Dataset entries
use clap::{Args as ClapArgs, Parser, Subcommand};
use parsers::Language;
use regex::Regex;
use std::path::PathBuf;

use crate::output::Format;
use crate::DEFAULT_MAX_FILE_SIZE;

fn parse_language(s: &str) -> Result<Language, String> {
    s.parse().map_err(|e: parsers::UnknownLanguage| e.to_string())
}

fn parse_threads(s: &str) -> Result<usize, String> {
    let v: usize = s
        .parse()
        .map_err(|e: std::num::ParseIntError| e.to_string())?;
    if v == 0 {
        Err("threads must be greater than 0".into())
    } else {
        Ok(v)
    }
}

#[derive(Parser)]
#[command(
    author,
    version,
    about = "Structural code search: find code by its shape, not its text",
    long_about = "structgrep matches code patterns written in the syntax of the target language.
Patterns may contain `...` to skip arguments, statements or nested code and
`$X` metavariables that bind subtrees. Rules combine patterns with boolean
operators and are loaded from YAML files.

Examples:
  structgrep scan src/ --rules rules/            # Run a rule set
  structgrep scan app.js --rules r.yaml --format json
  structgrep match -e 'eval(...)' --lang js src/ # Ad-hoc pattern
  structgrep rules verify rules/                 # Check rule files",
    subcommand_required = true
)]
pub struct Cli {
    #[command(subcommand)]
    pub command: Commands,
}

#[derive(Subcommand)]
pub enum Commands {
    /// Run rule files over a file or directory
    Scan(ScanArgs),
    /// Search for a single pattern
    Match(MatchArgs),
    /// Inspect rule files
    #[command(subcommand, alias = "rule")]
    Rules(RulesCmd),
}

/// Options shared by every command that runs the matcher.
#[derive(ClapArgs, Debug, Clone, Default)]
pub struct EngineArgs {
    /// Number of parallel threads to use
    #[arg(long, value_parser = parse_threads)]
    pub threads: Option<usize>,
    /// Time allowance of one rule on one file in milliseconds (0 disables it)
    #[arg(long)]
    pub timeout_rule_ms: Option<u64>,
    /// Matching step allowance of one rule on one file
    #[arg(long)]
    pub max_steps: Option<u64>,
    /// Configuration file (defaults to ./structgrep.toml when present)
    #[arg(long)]
    pub config: Option<PathBuf>,
    /// Exclude files matching these glob patterns
    #[arg(long, value_parser = crate::parse_exclude, value_delimiter = ',')]
    pub exclude: Vec<Regex>,
    /// Don't use default exclusion patterns
    #[arg(long)]
    pub no_default_exclude: bool,
    /// Maximum file size to analyze (in bytes, 0 disables the limit)
    #[arg(long, default_value_t = DEFAULT_MAX_FILE_SIZE)]
    pub max_file_size: u64,
    /// Enable debug output
    #[arg(long)]
    pub debug: bool,
    /// Only log errors
    #[arg(long)]
    pub quiet: bool,
}

#[derive(ClapArgs)]
pub struct ScanArgs {
    /// Path to scan (file or directory)
    pub path: PathBuf,
    /// Rule file or directory; repeat to merge several sets
    #[arg(long, required = true)]
    pub rules: Vec<PathBuf>,
    /// Treat every scanned file as this language
    #[arg(long, value_parser = parse_language)]
    pub lang: Option<Language>,
    /// Output format for scan results
    #[arg(long, value_enum, default_value_t = Format::Text)]
    pub format: Format,
    /// File used to cache findings between runs
    #[arg(long)]
    pub cache: Option<PathBuf>,
    /// Write engine metrics as JSON to this file
    #[arg(long)]
    pub metrics: Option<PathBuf>,
    #[command(flatten)]
    pub engine: EngineArgs,
}

#[derive(ClapArgs)]
pub struct MatchArgs {
    /// Pattern to search for
    #[arg(short = 'e', long = "pattern")]
    pub pattern: String,
    /// Language of the pattern and of the searched files
    #[arg(long, value_parser = parse_language)]
    pub lang: Language,
    /// Path to search (file or directory)
    pub path: PathBuf,
    /// Output format for matches
    #[arg(long, value_enum, default_value_t = Format::Text)]
    pub format: Format,
    #[command(flatten)]
    pub engine: EngineArgs,
}

#[derive(Subcommand)]
pub enum RulesCmd {
    /// Load rules and report patterns that failed to compile
    Verify {
        /// Path to the rules directory or file
        path: PathBuf,
        /// Show every rule without truncation
        #[arg(long)]
        full: bool,
    },
}

pub fn parse_cli() -> Cli {
    Cli::parse()
}
use serde::de::Deserializer;
use serde::Deserialize;

pub mod compiled;
pub mod yaml;

#[derive(Debug, Clone, Deserialize)]
#[serde(untagged)]
enum LanguageField {
    Single(String),
    Multiple(Vec<String>),
}

/// Accepts `languages: js` as well as `languages: [js, generic]`.
pub(crate) fn deserialize_languages<'de, D>(
    deserializer: D,
) -> Result<Option<Vec<String>>, D::Error>
where
    D: Deserializer<'de>,
{
    let value = Option::<LanguageField>::deserialize(deserializer)?;
    Ok(value.map(|lang| match lang {
        LanguageField::Single(s) => vec![s],
        LanguageField::Multiple(list) => list,
    }))
}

◆ Problem details: Lines in the data that hold "usize" must be located and copied.

◆ Exercise output:
fn parse_threads(s: &str) -> Result<usize, String> {
    let v: usize = s
    pub threads: Option<usize>,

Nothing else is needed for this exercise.